_YOUR GOAL:_ Show each line of the entries below in which the word "muted" appears.

───── DATA SHOWN ─────

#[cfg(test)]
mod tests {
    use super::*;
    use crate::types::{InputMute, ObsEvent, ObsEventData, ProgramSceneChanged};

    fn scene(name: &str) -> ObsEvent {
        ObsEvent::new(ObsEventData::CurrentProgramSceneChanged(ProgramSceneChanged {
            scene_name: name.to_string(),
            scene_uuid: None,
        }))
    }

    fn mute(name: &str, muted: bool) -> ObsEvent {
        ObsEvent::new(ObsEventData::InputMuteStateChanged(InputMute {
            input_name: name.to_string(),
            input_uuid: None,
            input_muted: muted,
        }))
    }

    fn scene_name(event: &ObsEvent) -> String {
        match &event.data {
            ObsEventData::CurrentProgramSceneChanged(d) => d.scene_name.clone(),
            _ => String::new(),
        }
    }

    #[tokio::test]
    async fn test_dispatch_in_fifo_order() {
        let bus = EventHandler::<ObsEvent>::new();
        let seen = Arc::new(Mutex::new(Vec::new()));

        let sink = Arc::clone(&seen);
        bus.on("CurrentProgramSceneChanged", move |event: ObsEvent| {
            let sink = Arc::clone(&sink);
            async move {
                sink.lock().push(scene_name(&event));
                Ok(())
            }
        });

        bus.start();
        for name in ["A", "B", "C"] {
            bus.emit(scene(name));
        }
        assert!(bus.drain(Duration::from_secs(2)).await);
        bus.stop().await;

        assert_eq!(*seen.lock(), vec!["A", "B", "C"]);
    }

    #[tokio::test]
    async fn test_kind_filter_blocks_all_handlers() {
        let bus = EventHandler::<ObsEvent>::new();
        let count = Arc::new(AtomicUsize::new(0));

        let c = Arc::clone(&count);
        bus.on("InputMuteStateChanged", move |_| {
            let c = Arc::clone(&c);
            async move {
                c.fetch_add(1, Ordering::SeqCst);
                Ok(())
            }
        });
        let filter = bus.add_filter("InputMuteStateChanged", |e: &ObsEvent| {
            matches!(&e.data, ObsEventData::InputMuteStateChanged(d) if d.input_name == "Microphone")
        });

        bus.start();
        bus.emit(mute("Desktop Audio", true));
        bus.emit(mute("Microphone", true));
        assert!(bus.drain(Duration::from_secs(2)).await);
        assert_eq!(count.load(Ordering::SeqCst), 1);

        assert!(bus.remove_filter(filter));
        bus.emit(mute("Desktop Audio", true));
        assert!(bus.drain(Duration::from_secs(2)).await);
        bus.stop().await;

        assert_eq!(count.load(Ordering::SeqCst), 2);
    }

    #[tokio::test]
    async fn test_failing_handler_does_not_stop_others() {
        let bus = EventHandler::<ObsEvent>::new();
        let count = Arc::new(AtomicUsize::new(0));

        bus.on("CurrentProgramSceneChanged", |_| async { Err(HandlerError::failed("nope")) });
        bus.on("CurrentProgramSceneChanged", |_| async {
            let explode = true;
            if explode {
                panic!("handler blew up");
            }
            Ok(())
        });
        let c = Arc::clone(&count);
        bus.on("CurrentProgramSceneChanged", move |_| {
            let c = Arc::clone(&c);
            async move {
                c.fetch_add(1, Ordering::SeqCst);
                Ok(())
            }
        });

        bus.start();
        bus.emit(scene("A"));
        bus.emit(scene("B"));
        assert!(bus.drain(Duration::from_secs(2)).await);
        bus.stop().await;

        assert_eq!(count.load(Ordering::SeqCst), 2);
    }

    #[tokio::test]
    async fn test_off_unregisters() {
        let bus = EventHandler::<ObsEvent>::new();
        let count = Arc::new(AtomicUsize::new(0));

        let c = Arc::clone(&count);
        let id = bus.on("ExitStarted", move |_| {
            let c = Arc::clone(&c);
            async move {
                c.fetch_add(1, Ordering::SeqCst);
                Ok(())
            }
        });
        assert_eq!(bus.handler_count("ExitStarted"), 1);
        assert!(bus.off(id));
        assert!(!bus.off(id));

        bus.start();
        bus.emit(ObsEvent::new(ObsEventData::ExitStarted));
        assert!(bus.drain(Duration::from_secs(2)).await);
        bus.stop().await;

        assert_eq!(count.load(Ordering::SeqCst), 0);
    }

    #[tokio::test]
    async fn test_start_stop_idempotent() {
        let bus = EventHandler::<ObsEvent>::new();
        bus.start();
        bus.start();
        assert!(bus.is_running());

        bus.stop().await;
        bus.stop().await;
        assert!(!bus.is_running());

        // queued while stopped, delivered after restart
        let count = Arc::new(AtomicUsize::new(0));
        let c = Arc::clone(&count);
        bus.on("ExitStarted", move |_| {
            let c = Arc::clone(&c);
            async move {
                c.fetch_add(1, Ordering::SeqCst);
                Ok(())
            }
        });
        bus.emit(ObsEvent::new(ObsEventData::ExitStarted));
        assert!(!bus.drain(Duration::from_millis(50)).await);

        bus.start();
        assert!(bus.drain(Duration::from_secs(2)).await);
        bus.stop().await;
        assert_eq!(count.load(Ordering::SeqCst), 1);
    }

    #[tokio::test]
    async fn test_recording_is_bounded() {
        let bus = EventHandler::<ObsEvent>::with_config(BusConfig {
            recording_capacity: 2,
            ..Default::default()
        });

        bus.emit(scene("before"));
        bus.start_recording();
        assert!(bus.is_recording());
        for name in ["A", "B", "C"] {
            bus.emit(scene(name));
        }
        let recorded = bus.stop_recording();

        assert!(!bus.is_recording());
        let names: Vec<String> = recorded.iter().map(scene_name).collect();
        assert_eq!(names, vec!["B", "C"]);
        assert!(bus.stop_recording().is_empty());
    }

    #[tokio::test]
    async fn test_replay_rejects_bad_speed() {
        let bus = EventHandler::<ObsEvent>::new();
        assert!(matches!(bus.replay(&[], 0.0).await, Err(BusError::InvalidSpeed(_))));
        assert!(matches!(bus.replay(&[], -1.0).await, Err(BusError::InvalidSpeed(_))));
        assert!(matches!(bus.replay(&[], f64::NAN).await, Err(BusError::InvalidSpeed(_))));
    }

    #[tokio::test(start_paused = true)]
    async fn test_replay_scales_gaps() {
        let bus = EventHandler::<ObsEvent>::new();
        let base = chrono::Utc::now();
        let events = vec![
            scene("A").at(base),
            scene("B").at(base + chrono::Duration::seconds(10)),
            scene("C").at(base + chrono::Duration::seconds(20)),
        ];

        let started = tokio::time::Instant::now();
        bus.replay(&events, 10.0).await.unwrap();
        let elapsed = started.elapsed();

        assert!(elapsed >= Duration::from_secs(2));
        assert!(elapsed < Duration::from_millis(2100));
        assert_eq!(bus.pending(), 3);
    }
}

─────

_EXPECTED ANSWER:_
    fn mute(name: &str, muted: bool) -> ObsEvent {
            input_muted: muted,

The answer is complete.